I'm sorry for the horrible diagnoses. I've been there way too many times. 

Unfortunately, no, there is no chance this will go away and it is only going to get worse. If it has moved from one side to the other and causing her eye to bulge, that means it is into her head and at any time could cause some not very good symptoms. Sad as it is, I suggest you help her cross very soon as you don't want to put her through suffering that can come at any moment. 

Hugs


----------



## Mommatobe (Apr 5, 2012)

As far as it "going away" if it is cancer it will not just "go away" without proper treatment. Did the vet biopsy the mass and send it to a pathologist? I had a hedgie that had an oral mass and we sent samples for a diagnosis before assuming the worst. I would have it biopsied to make sure that that is what you are dealing with and then go from there. As for treatment aside from surgical excision of the mass and possibly radiation I am not sure if there are any other options. Hopefully it is just an abscess (possibly from diseased teeth?). I would do some further diagnostics if you haven't already before assuming the worst...good luck!


----------



## shmurciakova (Sep 7, 2008)

I am very sorry about Lacey. I had a hedgie (my first one) several years ago. Her name was Snoball - she really was the little love of my life! She ended up developing breast (mammary) cancer and passed away when she was 3 1/2. She had surgery for it 2x and I gave her a supplement called IP-6 which can be purchased at health food stores and sprinkled on their food. I think it does help to boost the immune system and might help if the tumor was removed and then you were trying to boost her immunity, but sadly, other than being sure that the diagnosis is correct, I don't know what else you can do except make her comfortable. I am terribly sorry.  
I wish you both the best.
-Susan H.


----------



## pickles17 (Feb 18, 2012)

This sounds all too familiar as just under a year ago I was dealing with my also 3.5 year old girl having an oral tumour. Her's was right on her lip though and was putting pressure on her nose, eventually causing her to have mucous come out of her nose, as if it was stuffy. I put Pepper down when I noticed this, because although she still had a great attitude and was 'acting' normal, I knew it could not be comfortable, and her tumour was 'open', sort of like a big, wet, bulbous scrape of some sort. I felt it was best not to let the cancer over take her until she dwindled away slowly (as this is what I did unintentionally with my other hedgehog) and instead to help her cross the bridge peacefully and not in pain.

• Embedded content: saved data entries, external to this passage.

//! Command dispatch: bridges CLI args -> core Commands -> output formatting.

pub mod config_cmd;
pub mod site;
pub mod static_files;

use sitectl_config::Config;
use sitectl_core::{CommandResult, SiteController};

use crate::cli::{Command, GlobalOpts};
use crate::error::CliError;
use crate::output;

/// Everything a server-bound handler needs.
pub struct Context<'a> {
    pub cfg: &'a Config,
    pub global: &'a GlobalOpts,
    pub controller: &'a SiteController,
}

/// Dispatch a server-bound command to the appropriate handler.
pub async fn dispatch(cmd: Command, ctx: &Context<'_>) -> Result<(), CliError> {
    let result = match cmd {
        Command::Site(args) => site::handle(ctx, args).await?,
        Command::Static(args) => static_files::handle(ctx, args).await?,
        // Config and Completions are handled before a server is resolved
        Command::Config(_) | Command::Completions(_) => return Ok(()),
    };
    print_result(ctx.global, &result)
}

fn print_result(global: &GlobalOpts, result: &CommandResult) -> Result<(), CliError> {
    let out = output::render(global.output, result, |r| match r {
        CommandResult::Validation(report) => report.render(),
        CommandResult::Security(summary) => summary.render(),
        CommandResult::Shared { succeeded, failed } if *failed > 0 => {
            vec![format!(" - {succeeded} succeeded, {failed} failed")]
        }
        _ => Vec::new(),
    })?;
    output::print_output(&out);
    Ok(())
}

/// Prompt for confirmation, auto-approving if `--yes` was passed.
pub fn confirm(message: &str, action: &str, yes_flag: bool) -> Result<bool, CliError> {
    use std::io::IsTerminal;

    if yes_flag {
        return Ok(true);
    }
    if !std::io::stdin().is_terminal() {
        return Err(CliError::NonInteractiveRequiresYes {
            action: action.into(),
        });
    }
    dialoguer::Confirm::new()
        .with_prompt(message)
        .default(false)
        .interact()
        .map_err(|e| CliError::Io(std::io::Error::other(e)))
}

I'm really sorry to hear you are going through this. I wish you and your hedgehog the best <3.


----------



## nikki (Aug 28, 2008)

I agree with Nancy, oral cancers are horrible. I've lost a few hedgies from it in the past. Once it starts to push on an eye and has spread as this one seems to have, there is little you can do. Spend as much time with her as you can and tell her you love her. I have always helped my babies cross when its gotten to this point. I'm sorry.


----------



## Sar-uh (Sep 6, 2011)

What heartbreaking news. I'm so sorry to hear this. As Nancy said, it would probably be best to help her cross before it gets really bad. If I were you, I'd set up a day with your vet to bring her in to be put down, and just spend her last days cuddling with her and giving treats.


----------



## MomLady (Aug 14, 2010)

I am so sorry to hear this, too many of our little ones get oral cancer.
I wish we could find out why.
Love her and cuddle her as much as you can.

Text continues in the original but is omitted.